I’ve been on this planet long enough that I can remember smoking in bars, smoking in planes, smoking in newsrooms, smoking in movie theatres.
(As an usher, I remember intoning over and over: “Smoking in the back seven rows only please.”)
And I squawked when it was taken away in bars. As a smoker at that point (thank God I finally kicked that habit), I remember saying: “A drink without a smoke is like a day without sunshine.” (Which I now mock myself for.)
Anyway, point being: I know some people still do it, in their houses and condos and whatnot, but as a society, we do a lot less indoor smoking, and I feel like that’s a clear evolution.
As you say, it stinks, apart from everything else. The curtains stink.
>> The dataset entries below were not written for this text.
//! JWT 토큰 발급/검증 서비스 구현
//!
//! HS256 서명의 무상태 액세스 토큰을 발급하고 검증합니다.
//! 리프레시, 토큰 순환, 폐기 목록은 없으며 토큰은 만료 시각까지 유효합니다.

use chrono::Utc;
use jsonwebtoken::{decode, encode, Algorithm, DecodingKey, EncodingKey, Header, Validation};
use singleton_macro::service;

use crate::config::JwtConfig;
use crate::core::errors::AppError;
use crate::domain::models::token::TokenClaims;

/// 유효하지 않은 토큰에 대한 공통 메시지
pub const INVALID_TOKEN_MESSAGE: &str = "Token is not valid";

/// JWT 토큰 관리 서비스
///
/// 서명 설정은 서버 시작 시 설치된 [`JwtConfig::global`]을 사용합니다.
/// `_with` 접미사가 붙은 메서드는 설정을 직접 받으며 테스트에서 사용합니다.
#[service(name = "token")]
pub struct TokenService {
    // 외부 의존성 없음
}

impl TokenService {
    /// 사용자 ID로 액세스 토큰을 발급합니다.
    ///
    /// # Errors
    ///
    /// * `AppError::InternalError` - 비밀키가 비어 있거나 서명에 실패한 경우
    ///
    /// # Examples
    ///
    /// ```rust,ignore
    /// let token = TokenService::instance().issue_token(&user_id)?;
    /// ```
    pub fn issue_token(&self, user_id: &str) -> Result<String, AppError> {
        self.issue_token_with(JwtConfig::global(), user_id)
    }

    pub fn issue_token_with(&self, config: &JwtConfig, user_id: &str) -> Result<String, AppError> {
        if !config.can_sign() {
            return Err(AppError::InternalError(
                "JWT secret is not configured".to_string(),
            ));
        }

        let claims = TokenClaims::new(user_id, Utc::now().timestamp(), config.expiration_seconds);
        let encoding_key = EncodingKey::from_secret(config.secret.as_bytes());

        encode(&Header::new(Algorithm::HS256), &claims, &encoding_key)
            .map_err(|e| AppError::InternalError(format!("JWT 토큰 생성 실패: {}", e)))
    }

    /// 토큰을 검증하고 클레임을 반환합니다.
    ///
    /// 서명 불일치, 만료, 형식 오류 모두 같은 `AuthenticationError`로 응답하며
    /// 상세 원인은 debug 로그로만 남깁니다.
    pub fn verify_token(&self, token: &str) -> Result<TokenClaims, AppError> {
        self.verify_token_with(JwtConfig::global(), token)
    }

    pub fn verify_token_with(&self, config: &JwtConfig, token: &str) -> Result<TokenClaims, AppError> {
        let invalid = || AppError::AuthenticationError(INVALID_TOKEN_MESSAGE.to_string());

        if !config.can_sign() {
            log::error!("JWT secret is not configured, rejecting token");
            return Err(invalid());
        }

        let mut validation = Validation::new(Algorithm::HS256);
        validation.leeway = 0;

        let decoding_key = DecodingKey::from_secret(config.secret.as_bytes());

        decode::<TokenClaims>(token, &decoding_key, &validation)
            .map(|token_data| token_data.claims)
            .map_err(|e| {
                log::debug!("토큰 검증 실패: {:?}", e.kind());
                invalid()
            })
    }
}

#[cfg(test)]
mod tests {
    use super::*;

    fn config() -> JwtConfig {
        JwtConfig::new("test-secret", 3600)
    }

    #[test]
    fn test_issue_then_verify_returns_user_id() {
        let service = TokenService::instance();
        let token = service.issue_token_with(&config(), "507f1f77bcf86cd799439011").unwrap();

        let claims = service.verify_token_with(&config(), &token).unwrap();
        assert_eq!(claims.user.id, "507f1f77bcf86cd799439011");
        assert_eq!(claims.exp - claims.iat, 3600);
    }

    #[test]
    fn test_other_secret_is_rejected() {
        let service = TokenService::instance();
        let token = service.issue_token_with(&config(), "user").unwrap();

        let other = JwtConfig::new("another-secret", 3600);
        match service.verify_token_with(&other, &token) {
            Err(AppError::AuthenticationError(msg)) => assert_eq!(msg, INVALID_TOKEN_MESSAGE),
            other => panic!("Expected AuthenticationError, got {:?}", other),
        }
    }

    #[test]
    fn test_expired_token_is_rejected() {
        let service = TokenService::instance();
        let expired = JwtConfig::new("test-secret", -10);
        let token = service.issue_token_with(&expired, "user").unwrap();

        assert!(matches!(
            service.verify_token_with(&config(), &token),
            Err(AppError::AuthenticationError(_))
        ));
    }

    #[test]
    fn test_tampered_token_is_rejected() {
        let service = TokenService::instance();
        let token = service.issue_token_with(&config(), "user").unwrap();
        let tampered = format!("{}x", token);

        assert!(service.verify_token_with(&config(), &tampered).is_err());
        assert!(service.verify_token_with(&config(), "not.a.token").is_err());
    }

    #[test]
    fn test_empty_secret_fails_issuance() {
        let service = TokenService::instance();
        let empty = JwtConfig::new("", 3600);

        assert!(matches!(
            service.issue_token_with(&empty, "user"),
            Err(AppError::InternalError(_))
        ));
    }

    #[test]
    fn test_claims_shape() {
        let service = TokenService::instance();
        let token = service.issue_token_with(&config(), "abc").unwrap();

        // header.payload.signature
        let payload = token.split('.').nth(1).unwrap();
        assert!(!payload.is_empty());

        let claims = service.verify_token_with(&config(), &token).unwrap();
        let json = serde_json::to_value(&claims).unwrap();
        assert_eq!(json["user"]["id"], "abc");
        assert!(json.get("iat").is_some());
        assert!(json.get("exp").is_some());
    }
}
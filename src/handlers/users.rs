//! # User Registration Handlers
//!
//! | 메서드 | 경로 | 설명 | 응답 |
//! |--------|------|------|------|
//! | `POST` | `/api/users` | 회원가입 | 200 `{"token": "..."}` |
//!
//! ```bash
//! curl -X POST http://localhost:5000/api/users \
//!   -H "Content-Type: application/json" \
//!   -d '{"name":"Jane","email":"jane@example.com","password":"secret1"}'
//! ```

use actix_web::{post, web, HttpResponse};
use validator::Validate;

use crate::core::errors::AppError;
use crate::domain::dto::users::RegisterRequest;
use crate::services::users::UserService;

/// 회원가입
///
/// # Errors
///
/// * 400 `{"errors":[...]}` - 입력 검증 실패 또는 이미 가입된 이메일
#[post("")]
pub async fn register(payload: web::Json<RegisterRequest>) -> Result<HttpResponse, AppError> {
    payload.validate()?;

    let token = UserService::instance()
        .register(payload.into_inner())
        .await?;

    Ok(HttpResponse::Ok().json(token))
}
//! # Core Framework Module
//!
//! 의존성 주입 컨테이너와 애플리케이션 전역 에러 타입을 제공합니다.
//!
//! ## 모듈 구성
//!
//! ### [`registry`] - 의존성 주입 컨테이너
//! - **ServiceLocator**: 타입별 싱글톤 인스턴스 보관소
//! - **자동 레지스트리**: `inventory` 기반 컴파일 타임 서비스 등록
//! - **의존성 해결**: `Arc<T>` 필드 자동 주입
//!
//! ### [`errors`] - 통합 에러 처리
//! - **AppError**: `thiserror` 기반 에러 타입
//! - **HTTP 통합**: `ResponseError` 구현으로 상태 코드와 JSON 본문 결정
//! - **필드 검증**: `validator` 에러를 `{"errors":[{"msg","param"}]}` 형태로 변환
//!
//! ## 사용 패턴
//!
//! ```rust,ignore
//! use std::sync::Arc;
//! use singleton_macro::{repository, service};
//!
//! #[repository(name = "user", collection = "users")]
//! pub struct UserRepository {
//!     db: Arc<Database>,
//! }
//!
//! #[service(name = "user")]
//! pub struct UserService {
//!     user_repo: Arc<UserRepository>, // 자동 주입
//! }
//!
//! // 애플리케이션 시작 시
//! ServiceLocator::set(Arc::new(database));
//! ServiceLocator::initialize_all().await?;
//!
//! let user_service = UserService::instance();
//! ```
//!
//! `#[service]`/`#[repository]`의 `name`은 타입 이름에서 `Service`/`Repository`
//! 접미사를 뗀 소문자와 같아야 `ServiceLocator::get`이 생성자를 찾을 수 있습니다.

pub mod errors;
pub mod registry;

pub use errors::*;
pub use registry::*;
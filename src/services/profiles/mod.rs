//! 프로필 서비스 모듈

pub mod profile_service;

pub use profile_service::ProfileService;
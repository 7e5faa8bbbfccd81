//! API 라우트 설정 모듈
//!
//! 기능별 스코프로 핸들러를 묶어 등록합니다. 인증이 필요한 엔드포인트는
//! 핸들러 선언부의 `wrap = "AuthMiddleware::required()"`로 개별 보호되므로
//! 같은 스코프 안에 공개/보호 라우트가 섞여 있습니다.
//!
//! ```rust,ignore
//! use actix_web::App;
//!
//! let app = App::new()
//!     .app_data(json_config())
//!     .configure(configure_all_routes);
//! ```

use actix_web::{get, web, HttpResponse};
use serde_json::json;

use crate::core::errors::AppError;
use crate::handlers;

/// 모든 라우트를 설정합니다
pub fn configure_all_routes(cfg: &mut web::ServiceConfig) {
    cfg.service(index).service(health_check);

    configure_user_routes(cfg);
    configure_auth_routes(cfg);
    configure_profile_routes(cfg);
}

/// 회원가입
///
/// - `POST /api/users`
fn configure_user_routes(cfg: &mut web::ServiceConfig) {
    cfg.service(web::scope("/api/users").service(handlers::users::register));
}

/// 로그인과 현재 사용자
///
/// - `GET /api/auth` (토큰 필요)
/// - `POST /api/auth`
fn configure_auth_routes(cfg: &mut web::ServiceConfig) {
    cfg.service(
        web::scope("/api/auth")
            .service(handlers::auth::get_current_user)
            .service(handlers::auth::login),
    );
}

/// 프로필, 경력, 학력, GitHub
///
/// 고정 경로(`/me`, `/user/..`, `/github/..`)를 빈 경로보다 먼저 등록합니다.
fn configure_profile_routes(cfg: &mut web::ServiceConfig) {
    cfg.service(
        web::scope("/api/profile")
            .service(handlers::profiles::get_my_profile)
            .service(handlers::profiles::get_profile_by_user_id)
            .service(handlers::profiles::get_github_repos)
            .service(handlers::profiles::add_experience)
            .service(handlers::profiles::delete_experience)
            .service(handlers::profiles::add_education)
            .service(handlers::profiles::delete_education)
            .service(handlers::profiles::get_all_profiles)
            .service(handlers::profiles::upsert_profile)
            .service(handlers::profiles::delete_account),
    );
}

/// JSON 본문 추출 설정
///
/// 잘못된 JSON 본문은 400 `{"msg": ...}`로 응답합니다.
pub fn json_config() -> web::JsonConfig {
    web::JsonConfig::default().error_handler(|err, _req| {
        log::debug!("JSON 본문 파싱 실패: {}", err);
        AppError::BadRequest(err.to_string()).into()
    })
}

#[get("/")]
async fn index() -> HttpResponse {
    HttpResponse::Ok().body("API Running")
}

/// 서비스 상태를 확인하는 헬스체크 엔드포인트
///
/// ```json
/// {
///   "status": "healthy",
///   "service": "devconnector_backend",
///   "version": "0.1.0",
///   "timestamp": "2024-01-01T00:00:00+00:00",
///   "features": { "database": "MongoDB", "dependency_injection": "Singleton Macro" }
/// }
/// ```
#[get("/health")]
async fn health_check() -> HttpResponse {
    HttpResponse::Ok().json(json!({
        "status": "healthy",
        "service": env!("CARGO_PKG_NAME"),
        "version": env!("CARGO_PKG_VERSION"),
        "timestamp": chrono::Utc::now().to_rfc3339(),
        "features": {
            "database": "MongoDB",
            "dependency_injection": "Singleton Macro"
        }
    }))
}
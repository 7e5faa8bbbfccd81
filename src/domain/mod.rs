//! # Domain Layer Module
//!
//! 도메인 계층을 구성하는 모듈입니다.
//!
//! ```text
//! Domain Layer (이 모듈)
//! ├── entities  - MongoDB 문서 (User, Profile)
//! ├── dto       - 요청/응답 객체
//! └── models    - 저장되지 않는 모델 (인증 사용자, JWT 클레임)
//!      │
//!      ▼
//! Services → Repositories → Database
//! ```
//!
//! ## 변환 흐름
//!
//! ```rust,ignore
//! // 1. DTO로 입력 받기 + 검증
//! payload.validate()?;
//!
//! // 2. 엔티티/저장 필드로 변환
//! let fields = payload.into_inner().into_fields();
//!
//! // 3. 리포지토리 저장
//! let profile = profile_repo.upsert(&user_id, &fields).await?;
//!
//! // 4. 응답 DTO로 변환
//! let response = ProfileResponse::new(profile, owner.as_ref());
//! ```

pub mod dto;
pub mod entities;
pub mod models;
//! 프로필 리포지토리 모듈

pub mod profile_repo;

pub use profile_repo::ProfileRepository;
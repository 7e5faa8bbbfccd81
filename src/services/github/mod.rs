//! GitHub 연동 서비스 모듈

pub mod github_service;

pub use github_service::GithubService;
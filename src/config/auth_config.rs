//! 인증 관련 설정 관리 모듈
//!
//! JWT 서명 설정을 관리합니다. 서명 비밀키와 만료 시간은 서버 시작 시
//! 환경 변수에서 한 번 읽어 프로세스 전역 `OnceCell`에 설치되며,
//! 이후 요청 처리 경로에서는 잠금 없이 읽기만 수행합니다.
//!
//! ## 환경 변수
//!
//! ```bash
//! export JWT_SECRET="your-super-secret-key"
//! export JWT_EXPIRATION_SECONDS="360000"   # 기본값 100시간
//! ```

use once_cell::sync::OnceCell;
use std::env;

use super::Environment;

/// 토큰 기본 유효 기간 (초)
pub const DEFAULT_EXPIRATION_SECONDS: i64 = 360_000;

/// 개발/테스트 환경 전용 기본 비밀키
const DEV_FALLBACK_SECRET: &str = "dev-only-jwt-secret";

static JWT_CONFIG: OnceCell<JwtConfig> = OnceCell::new();

/// JWT 서명 설정
///
/// 불변 값으로 취급되며, 한 번 설치된 뒤에는 변경되지 않습니다.
///
/// # 비밀키 기본값
///
/// `JWT_SECRET`이 없으면 개발/테스트 환경에서는 고정된 개발용 키를 사용하고,
/// 스테이징/프로덕션에서는 빈 문자열이 되어 토큰 발급이 500 에러로 실패합니다.
/// 안전하지 않은 키로 조용히 서명하는 일이 없도록 하기 위함입니다.
///
/// # 예제
///
/// ```rust,ignore
/// use crate::config::JwtConfig;
///
/// // main.rs
/// JwtConfig::install(JwtConfig::from_env())?;
///
/// // 요청 처리 중
/// let config = JwtConfig::global();
/// println!("토큰 유효 기간: {}초", config.expiration_seconds);
/// ```
#[derive(Debug, Clone, PartialEq)]
pub struct JwtConfig {
    /// HS256 서명 비밀키
    pub secret: String,

    /// 토큰 유효 기간 (초)
    pub expiration_seconds: i64,
}

impl JwtConfig {
    pub fn new(secret: impl Into<String>, expiration_seconds: i64) -> Self {
        Self {
            secret: secret.into(),
            expiration_seconds,
        }
    }

    /// 환경 변수에서 설정을 읽어 생성합니다.
    pub fn from_env() -> Self {
        let secret = env::var("JWT_SECRET").unwrap_or_else(|_| {
            Self::fallback_secret(&Environment::current()).to_string()
        });

        let expiration_seconds = env::var("JWT_EXPIRATION_SECONDS")
            .ok()
            .and_then(|v| v.parse::<i64>().ok())
            .filter(|v| *v > 0)
            .unwrap_or(DEFAULT_EXPIRATION_SECONDS);

        Self::new(secret, expiration_seconds)
    }

    /// 비밀키가 있어 토큰 발급과 검증이 가능한지 여부
    pub fn can_sign(&self) -> bool {
        !self.secret.is_empty()
    }

    /// `JWT_SECRET` 미설정 시 환경별 대체 비밀키
    pub fn fallback_secret(environment: &Environment) -> &'static str {
        match environment {
            Environment::Development | Environment::Test => {
                log::warn!("JWT_SECRET not set, using development secret (not secure for production!)");
                DEV_FALLBACK_SECRET
            }
            Environment::Staging | Environment::Production => {
                log::error!("JWT_SECRET not set, token issuance will fail");
                ""
            }
        }
    }

    /// 프로세스 전역 설정으로 설치합니다.
    ///
    /// 이미 설치된 경우 에러 메시지를 반환합니다.
    pub fn install(config: JwtConfig) -> Result<(), String> {
        JWT_CONFIG
            .set(config)
            .map_err(|_| "JWT configuration already installed".to_string())
    }

    /// 전역 설정을 반환합니다.
    ///
    /// 설치 전에 호출되면 환경 변수에서 읽어 설치합니다.
    pub fn global() -> &'static JwtConfig {
        JWT_CONFIG.get_or_init(JwtConfig::from_env)
    }
}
So there are reasons No. 1 and 2 for your husband to stop smoking indoors: 1) stinky curtains, 2) it’s outdated and antediluvian. And you want a hip, modern, up-to-date husband, I assume.
But the fact you have asthma takes things to a whole different level.
Look: I, of all people, get what a monkey on the back smoking can be and how difficult a habit to kick.
But what level of boorishness and selfishness possesses him to smoke indoors when his wife has asthma?
Why can he not go outside?
Let me say a few words about marriage. I have been blessed to be in one for a quarter of a century now. I can tell you that one of the keys is mutual respect.
I can also tell you, and this may be the subtler point, that you do things for the other person even if it doesn’t seem important to you. It is important to that person.
This may be a weird analogy to smoking, but my teenage sons are always leaving their boots in the front foyer of our house. And I say: “Don’t do that.”
And they say: “Dad, what’s the big deal? It doesn’t seem important.”
And I reply: “It doesn’t matter if it seems important to you. It’s important to your mother. And you care for her and you respect her. Therefore you should not do it.”
It’s the same with your husband and the smoking. If he cares for you, and your asthma, he will cease and desist, or at least take it outside.
Now, what sort of brinksmanship you should bring to bear on the situation is a tough call. You say you’ve been “alternately stern, gentle, loving, pleading,” and I get that, right down to my bones.
But it hasn’t worked. Even “stern” hasn’t worked.
Maybe it’s time to be harsh. Maybe it’s time to be nasty. Maybe it’s time to say: “You know what, you’re being extremely selfish and a jerk, smoking indoors with a wife who has asthma. You need to have enough respect for me to at least go out on the porch or I swear to God I will be reminiscing about you in an unflattering way with my next husband.”
(Or words to that effect.)
Because it’s really not cool. It’s really not considerate. And I can’t say I have been both of those things throughout my entire marital life, but I’ve tried my best, and I think it’s what anyone should be entitled to: a spouse who is both “cool” and “considerate.”